How come when downcasting I don't have to use an initializer of ItemsTableViewController? Is it initialized?

99封情书 提交于 2019-12-13 08:08:43

问题


I'm working through a tutorial and I noticed that when downcasting I didn't have to use an initializer method of the object. Is the object initialized? In the AppDelegate codebase below, I'm referring to the ItemsTableViewController. All I had to do was say "as!" but didn't need to use an init method or double parenthesis like this "ItemsTableViewController()".

Is the ItemsTableViewController initialized and if so how?

//
//  AppDelegate.swift
//  HomepwnerThirdTime
//
//  Created by Laurence Wingo on 4/26/18.
//  Copyright © 2018 Laurence Wingo. All rights reserved.
//

import UIKit

@UIApplicationMain
class AppDelegate: UIResponder, UIApplicationDelegate {

    var window: UIWindow?


    func application(_ application: UIApplication, didFinishLaunchingWithOptions launchOptions: [UIApplicationLaunchOptionsKey: Any]?) -> Bool {
        //create an ItemStore when the application launches
        let itemStore = ItemStore()

        //create an ItemsTableViewController
        //set the window property which is of type UIWindow from the UIApplicationDelegate protocol and downcast this property to an initialized ItemsTableViewController by using as!
        let itemsController = window!.rootViewController as! ItemsTableViewController
        //now access the ItemsTableViewController and set its itemStore property since it is unwrapped in the ItemsTableViewController which needs to be set
        itemsController.itemStore = itemStore
        //we just set the itemStore property of the ItemsTableViewController!  Yayy, WHEW!! Now when the ItemsTableViewController is accessed with that unwrapped ItemStore object then it will be set!!! WHHHHEEEEWWWWW!
        return true
    }
}

回答1:


rootViewController sure is initialised. If it is not then it would have been nil, and casting it using as! would have caused an error. Here, by downcasting, you are not doing anything to the VC object. You are just telling Swift that "yes I'm sure this will be a ItemsTableViewController by the time the code is run, so don't worry about it".

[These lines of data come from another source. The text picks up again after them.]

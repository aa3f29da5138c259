use clap::{Parser, Subcommand};
use streamsx_graph::render;
use streamsx_graph::spec::TopologySpec;
use streamsx_graph::spl::ident;
use tracing::info;
use tracing_subscriber::EnvFilter;

pub type Result<T> = anyhow::Result<T>;

#[derive(Parser)]
#[command(name = "streamsx-graph")]
#[command(about = "IBM Streams application graph generator", long_about = None)]
struct Cli {
    #[command(subcommand)]
    cmd: Commands,
}

#[derive(Subcommand)]
enum Commands {
    /// Build a graph from a topology description and emit its JSON.
    Generate {
        #[arg(long)]
        topology: String,

        /// Output file, stdout when absent.
        #[arg(short = 'o', long)]
        out: Option<String>,

        #[arg(long)]
        compact: bool,
    },
    /// Print sanitized SPL identifiers.
    Ident {
        #[command(subcommand)]
        cmd: IdentCommands,
    },
}

#[derive(Subcommand)]
enum IdentCommands {
    /// Sanitize a dotted namespace.
    Namespace {
        namespace: String,

        #[arg(long, default_value = "app")]
        default: String,
    },
    /// Runtime identifier of an operator or port name.
    RuntimeId {
        #[arg(long)]
        kind: String,

        name: String,
    },
}

fn main() -> Result<()> {
    tracing_subscriber::fmt()
        .with_writer(std::io::stderr)
        .with_env_filter(
            EnvFilter::try_from_default_env().unwrap_or_else(|_| EnvFilter::new("info")),
        )
        .init();

    let cli = Cli::parse();

    match cli.cmd {
        Commands::Generate {
            topology,
            out,
            compact,
        } => {
            // 1) Parse + validate the topology description.
            let spec = TopologySpec::from_path(&topology)?;
            let mut graph = spec.validate_and_build()?;

            // 2) Generate.
            let doc = graph.generate_spl_graph()?;

            // 3) Render.
            let text = render::render_graph_json(&doc, compact)?;
            match out {
                Some(path) => {
                    std::fs::write(&path, text)?;
                    info!(path = %path, "wrote graph");
                }
                None => print!("{}", text),
            }
        }
        Commands::Ident { cmd } => match cmd {
            IdentCommands::Namespace { namespace, default } => {
                println!("{}", ident::fix_namespace(&namespace, &default));
            }
            IdentCommands::RuntimeId { kind, name } => {
                println!("{}", ident::runtime_id(&kind, &name));
            }
        },
    }

    Ok(())
}
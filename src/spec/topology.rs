//! Topology description (topology.json): a declarative graph.
//!
//! JSON shape:
//! {
//!   "name": "wordcount",
//!   "namespace": "com.acme",                 // optional, defaults to name
//!   "toolkits": ["/opt/tk", {"name": "com.ibm.streamsx.json", "version": "[1.0,2.0)"}],
//!   "checkpoint_period": 5,                   // seconds, optional
//!   "submission_parameters": [{"name": "width", "type": "int32", "default": 3}],
//!   "main_composite": "com.acme::Main",       // optional
//!   "operators": [
//!     {
//!       "id": "src",                          // unique within the file
//!       "kind": "spl.utility::Beacon",
//!       "name": "Beacon",                     // optional
//!       "params": {"iterations": 10, "period": {"type": "FLOAT64", "value": 0.5}},
//!       "outputs": ["tuple<uint64 seq>", {"schema": "tuple<rstring s>", "name": "Lines"}],
//!       "inputs": ["up", "up.1", {"op": "up", "port": 0, "window": {...}}],
//!       "colocate_with": ["sink"],
//!       "category": "ingest",
//!       "resource_tags": ["ingest"],
//!       "consistent": {"trigger": "periodic", "period": 2},
//!       "function": {"name": "parse", "module": "app.funcs"},
//!       "stateful": false,
//!       "parallel": {"width": 3, "routing": "HASH_PARTITIONED", "keys": ["id"]}
//!     }
//!   ]
//! }
//!
//! A parameter object `{"type": ..., "value": ...}` is a typed expression,
//! `{"submission": "width"}` refers to a declared submission parameter, and
//! anything else is passed through as a raw value.

use crate::consistent::{
    ConsistentRegionConfig, DEFAULT_DRAIN_TIMEOUT, DEFAULT_MAX_CONSECUTIVE_ATTEMPTS,
    DEFAULT_RESET_TIMEOUT, Trigger,
};
use crate::graph::callable::{Arity, PyCallable};
use crate::graph::port::{OperatorId, OutputPortId, Routing, Width};
use crate::graph::{Graph, OutputPortOptions, ToolkitRef};
use crate::spl::expr::{ExprType, Expression, ParamValue};
use crate::spl::schema::Schema;
use crate::spl::window::{Policy, WindowConfig};
use anyhow::{Context, bail};
use base64::Engine;
use base64::engine::general_purpose::STANDARD;
use indexmap::IndexMap;
use regex::Regex;
use serde::Deserialize;
use serde_json::Value;
use std::collections::HashMap;
use std::fs;
use std::time::Duration;
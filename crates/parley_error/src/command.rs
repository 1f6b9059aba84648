//! Command framework errors.

use derive_getters::Getters;

/// Specific command framework error conditions.
#[derive(Debug, Clone, PartialEq, Eq, Hash, derive_more::Display)]
pub enum CommandErrorKind {
    /// A module or command was built without any alias.
    #[display("{} requires at least one alias to be registered", target)]
    EmptyAliasList {
        /// What was being built ("module" or "command")
        target: String,
    },

    /// A module was built with neither commands nor submodules.
    #[display("Tried to build empty module")]
    EmptyModule,

    /// A command was built without a callback.
    #[display("Command '{}' requires a callback to be built", _0)]
    MissingCallback(String),

    /// A remainder or multiple parameter is not the last parameter.
    #[display(
        "Parameter '{}' of command '{}' must be the last parameter to be remainder or multiple",
        parameter,
        command
    )]
    MisplacedParameter {
        /// Command name
        command: String,
        /// Offending parameter name
        parameter: String,
    },

    /// A parameter was built without a name.
    #[display("Parameter of command '{}' requires a name", _0)]
    MissingParameterName(String),

    /// A precondition rejected the invocation.
    #[display("Precondition failed: {}", _0)]
    PreconditionFailed(String),

    /// A command handler reported a failure.
    #[display("Command execution failed: {}", _0)]
    ExecutionFailed(String),
}

/// Command framework error with location tracking.
#[derive(Debug, Clone, derive_more::Display, derive_more::Error, Getters)]
#[display("Command Error: {} at line {} in {}", kind, line, file)]
pub struct CommandError {
    kind: CommandErrorKind,
    line: u32,
    file: &'static str,
}

impl CommandError {
    /// Create a new command error with caller location tracking.
    ///
    /// # Example
    /// ```
    /// use parley_error::{CommandError, CommandErrorKind};
    ///
    /// let err = CommandError::new(CommandErrorKind::EmptyModule);
    /// assert_eq!(err.kind(), &CommandErrorKind::EmptyModule);
    /// ```
    #[track_caller]
    pub fn new(kind: CommandErrorKind) -> Self {
        let location = std::panic::Location::caller();
        Self {
            kind,
            line: location.line(),
            file: location.file(),
        }
    }
}

/// Result type for command framework operations.
pub type CommandResult<T> = Result<T, CommandError>;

How is the VC initialised then?

This has to do with how iOS handles the launching of an app. When you tap on an app, it opens and a UIWindow is created. Then the first VC in your storyboard is initialised and set as the rootViewController of the UIWindow. After doing all of that, your app delegate is called.

Note that when you are in the didFinishLaunching method, it's just that the VC has been created. The views in the VC are not loaded. That's what viewDidLoad is for.




回答2:


Casting and initialization have nothing to do with each other.

A cast is simply a way to tell the compiler: "Trust me, even though you think this object is one type, I know it really is another type".

Initialization is of course the creation of a new object.

In your code, your view controller has already been created for you through your storyboard. Your code is simply accessing this already created view controller. The cast is you telling the compiler that the rootViewController is actually an instance of ItemsTableViewController and not a plain old UIViewController.